Bitmain Antminer S19e XP Hydro 251T

The Bitmain Antminer S19e XP Hydro 251T is a liquid-cooled SHA-256 Bitcoin miner rated at 251 TH/s for about 5,522 W at the wall — roughly 22 J/TH. It runs Bitmain’s 5 nm BM1366 ASIC across three water-cooled hashboards, making it one of the last and densest hydro members of the S19 generation.

Chip and hashboard architecture

The S19e XP Hydro 251T is built on Bitmain’s BM1366 ASIC — the same TSMC 5 nm silicon that powers the air-cooled S19 XP and the S19k Pro. It is a SHA-256 part (not 3 nm; that node belongs to the later S21 XP / BM1370P generation), and Bitmain deserves credit here: BM1366 was the chip that pushed the S19 family from the ~29 J/TH BM1398 era down into the low-20s J/TH range and kept the platform competitive for years.

A complete unit follows the standard Antminer layout: one Linux control board plus three hashboards (Chain0, Chain1, Chain2), fed by a single high-current PSU. Where this hydro SKU diverges from the air-cooled S19 XP is hashboard density.

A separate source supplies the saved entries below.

//! Tool interface and the lookup table the step executor dispatches through.
//!
//! Every tool receives the step payload merged with `conversation_id` and the
//! read-only `context` of earlier results, and returns a JSON object. Domain
//! outcomes (a syntax error, a failing test) are reported inside that object;
//! an `Err` means the tool could not do its job at all.

mod artifact_write;
mod code_execute;
mod code_generate;
mod code_validate;
mod github_writeback;
mod notebook_query;
mod research;
mod run_tests;

use std::collections::BTreeMap;
use std::sync::Arc;

use anyhow::{Result, anyhow};
use serde_json::{Value, json};

pub use artifact_write::ArtifactWriteTool;
pub use code_execute::CodeExecuteTool;
pub use code_generate::{CodeGenerateTool, parse_generated_files};
pub use code_validate::CodeValidateTool;
pub use github_writeback::GithubWritebackTool;
pub use notebook_query::NotebookQueryTool;
pub use research::ResearchTool;
pub use run_tests::RunTestsTool;

use crate::core::capabilities::CapabilityRegistry;
use crate::core::types::{Action, Payload};
use crate::error::PipelineError;
use crate::io::cache::KnowledgeCache;
use crate::io::config::OrchestratorConfig;
use crate::io::gh::GithubApi;
use crate::providers::Generator;

pub trait Tool: Send + Sync {
    /// The action this tool is registered under.
    fn action(&self) -> Action;

    fn run(&self, input: &Payload) -> Result<Payload>;
}

/// Action to tool lookup table, built once at startup.
#[derive(Default)]
pub struct ToolRegistry {
    tools: BTreeMap<Action, Box<dyn Tool>>,
}

impl ToolRegistry {
    pub fn new() -> Self {
        Self::default()
    }

    /// Register `tool` under its action, replacing any earlier registration.
    pub fn register(&mut self, tool: impl Tool + 'static) -> &mut Self {
        self.tools.insert(tool.action(), Box::new(tool));
        self
    }

    pub fn resolve(&self, action: Action) -> Result<&dyn Tool, PipelineError> {
        self.tools
            .get(&action)
            .map(|tool| tool.as_ref())
            .ok_or(PipelineError::MissingTool { action })
    }

    /// Enabled capabilities without a registered tool.
    pub fn missing(&self, capabilities: &CapabilityRegistry) -> Vec<Action> {
        capabilities
            .list_enabled()
            .into_iter()
            .filter(|action| !self.tools.contains_key(action))
            .collect()
    }

    pub fn actions(&self) -> Vec<Action> {
        self.tools.keys().copied().collect()
    }
}

/// Registry with the built-in implementation of every action.
pub fn standard_registry(
    config: &OrchestratorConfig,
    cache: KnowledgeCache,
    generator: Arc<dyn Generator>,
    github: Arc<dyn GithubApi>,
) -> ToolRegistry {
    let exec = &config.execution;
    let mut registry = ToolRegistry::new();
    registry
        .register(ResearchTool::new(
            exec.research_command.clone(),
            exec.sandbox_timeout(),
            exec.output_limit_bytes,
            cache.clone(),
        ))
        .register(NotebookQueryTool::new(cache))
        .register(CodeGenerateTool::new(generator))
        .register(CodeValidateTool::new(
            exec.python.clone(),
            exec.sandbox_timeout(),
            exec.output_limit_bytes,
        ))
        .register(RunTestsTool::new(
            exec.test_command.clone(),
            exec.test_timeout(),
            exec.output_limit_bytes,
        ))
        .register(CodeExecuteTool::new(
            exec.python.clone(),
            exec.sandbox_timeout(),
            exec.output_limit_bytes,
        ))
        .register(ArtifactWriteTool::new(exec.artifacts_dir.clone()))
        .register(GithubWritebackTool::new(github, &config.github));
    registry
}

/// Non-blank string field.
pub(crate) fn str_field<'a>(input: &'a Payload, key: &str) -> Option<&'a str> {
    input
        .get(key)
        .and_then(Value::as_str)
        .map(str::trim)
        .filter(|value| !value.is_empty())
}

pub(crate) fn require_str<'a>(input: &'a Payload, key: &str, action: Action) -> Result<&'a str> {
    str_field(input, key).ok_or_else(|| anyhow!("{action} requires a non-empty '{key}'"))
}

pub(crate) fn u64_field(input: &Payload, key: &str) -> Option<u64> {
    input.get(key).and_then(Value::as_u64)
}

/// Tool result from a `json!` object literal.
pub(crate) fn object(value: Value) -> Payload {
    match value {
        Value::Object(map) => map,
        other => {
            let mut map = Payload::new();
            map.insert("value".to_string(), other);
            map
        }
    }
}

pub(crate) fn no_files(extra: Value) -> Payload {
    let mut result = object(json!({"error": "no files provided"}));
    result.extend(object(extra));
    result
}

#[cfg(test)]
mod tests {
    use super::*;
    use crate::test_support::StaticTool;

    #[test]
    fn resolve_reports_missing_tool() {
        let mut registry = ToolRegistry::new();
        registry.register(StaticTool::new(Action::Research, json!({"ok": true})));
        assert!(registry.resolve(Action::Research).is_ok());
        let err = registry.resolve(Action::RunTests).err().expect("missing");
        assert!(matches!(
            err,
            PipelineError::MissingTool {
                action: Action::RunTests
            }
        ));
    }

    #[test]
    fn missing_lists_enabled_capabilities_without_tools() {
        let mut registry = ToolRegistry::new();
        registry.register(StaticTool::new(Action::Research, json!({})));
        let capabilities = CapabilityRegistry::from_flags([
            (Action::Research, true),
            (Action::CodeExecute, true),
            (Action::RunTests, false),
        ]);
        assert_eq!(registry.missing(&capabilities), vec![Action::CodeExecute]);
    }

    #[test]
    fn standard_registry_covers_every_action() {
        let temp = tempfile::tempdir().expect("tempdir");
        let cache = KnowledgeCache::open(temp.path()).expect("cache");
        let registry = standard_registry(
            &OrchestratorConfig::default(),
            cache,
            Arc::new(crate::test_support::ScriptedGenerator::repeating(Vec::new())),
            Arc::new(crate::test_support::FakeGithub::default()),
        );
        assert_eq!(registry.actions(), Action::ALL.to_vec());
        assert!(
            registry
                .missing(&CapabilityRegistry::all_enabled())
                .is_empty()
        );
    }

    #[test]
    fn str_field_ignores_blank_values() {
        let input = object(json!({"a": "  ", "b": " x ", "c": 3}));
        assert_eq!(str_field(&input, "a"), None);
        assert_eq!(str_field(&input, "b"), Some("x"));
        assert_eq!(str_field(&input, "c"), None);
    }
}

An air S19 XP board carries 110 BM1366 dies in 11 voltage domains (10 chips per domain); the hydro board steps up to 17 voltage domains of 12 dies each — 204 BM1366 per board, or roughly 612 dies across the full three-board stack. Liquid cooling is what makes that density and those clocks thermally survivable.

An important accuracy point that gets mangled on most spec sites: voltage on these boards is regulated per voltage domain, not per individual chip. Each domain is a series-wired group of dies fed by its own DC-DC conversion stage; the firmware trims the domain rail, and every chip in that domain shares it. On stock S19 XP-family boards a small microcontroller historically acted as the I2C voltage-domain manager, though later BHB56-series board revisions are « NoPic » and fold that role into the regulator stage. The signal side is a classic daisy chain — command-in to command-out, a shared clock, and a reset line threaded through all 204 chips — which is exactly why a single open die or one cold solder joint on a domain-boundary resistor can take a whole board offline.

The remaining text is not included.